[Entries provided]

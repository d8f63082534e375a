use std::env;

use opentelemetry::trace::TracerProvider;
use opentelemetry_otlp::WithExportConfig;
use tracing::*;
use tracing_subscriber::{layer::SubscriberExt, util::SubscriberInitExt, Layer};

pub const OTLP_URL_ENVVAR: &str = "TRAVERSE_OTLP_URL";
pub const SVC_LABEL_ENVVAR: &str = "TRAVERSE_SVC_LABEL";

pub struct LoggerConfig {
    whoami: String,
    otel_url: Option<String>,
}

impl LoggerConfig {
    /// Creates a new empty instance with whoami set.
    pub fn new(whoami: String) -> Self {
        Self {
            whoami,
            otel_url: None,
        }
    }

    pub fn with_base_name(s: &str) -> Self {
        Self::new(get_whoami_string(s))
    }

    pub fn set_otlp_url(&mut self, url: String) {
        self.otel_url = Some(url);
    }
}

impl Default for LoggerConfig {
    fn default() -> Self {
        Self::with_base_name("(traverse-service)")
    }
}

/// Initializes the logging subsystem with the provided config.
pub fn init(config: LoggerConfig) {
    let filt = tracing_subscriber::EnvFilter::from_default_env();

    // Stdout logging.
    let stdout_sub = tracing_subscriber::fmt::layer().compact().with_filter(filt);

    // OpenTelemetry output.
    if let Some(otel_url) = &config.otel_url {
        let exporter = opentelemetry_otlp::new_exporter()
            .tonic()
            .with_endpoint(otel_url);

        let tp = opentelemetry_otlp::new_pipeline()
            .tracing()
            .with_exporter(exporter)
            .install_batch(opentelemetry_sdk::runtime::TokioCurrentThread)
            .expect("init: opentelemetry");

        let tt = tp.tracer("traverse-log");

        let otel_sub = tracing_opentelemetry::layer().with_tracer(tt);

        tracing_subscriber::registry()
            .with(stdout_sub)
            .with(otel_sub)
            .init();
    } else {
        tracing_subscriber::registry().with(stdout_sub).init();
    }

    info!(whoami = %config.whoami, "logging started");
}

/// Shuts down the logging subsystem, flushing as needed.
pub fn finalize() {
    info!("shutting down logging");
}

/// Gets the OTLP URL from the standard envvar.
pub fn get_otlp_url_from_env() -> Option<String> {
    env::var(OTLP_URL_ENVVAR).ok()
}

/// Gets the service label from the standard envvar, which should be included
/// in the whoami string.
pub fn get_service_label_from_env() -> Option<String> {
    env::var(SVC_LABEL_ENVVAR).ok()
}

/// Computes a standard whoami string.
pub fn get_whoami_string(base: &str) -> String {
    match get_service_label_from_env() {
        Some(label) => format!("{base}%{label}"),
        None => base.to_owned(),
    }
}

[/Entries provided]

> _Brief_: All lines from the line holding "standard whoami string." through the end of the records above need to be transcribed exactly, and no other text should appear.

> _Answer_:
/// Computes a standard whoami string.
pub fn get_whoami_string(base: &str) -> String {
    match get_service_label_from_env() {
        Some(label) => format!("{base}%{label}"),
        None => base.to_owned(),
    }
}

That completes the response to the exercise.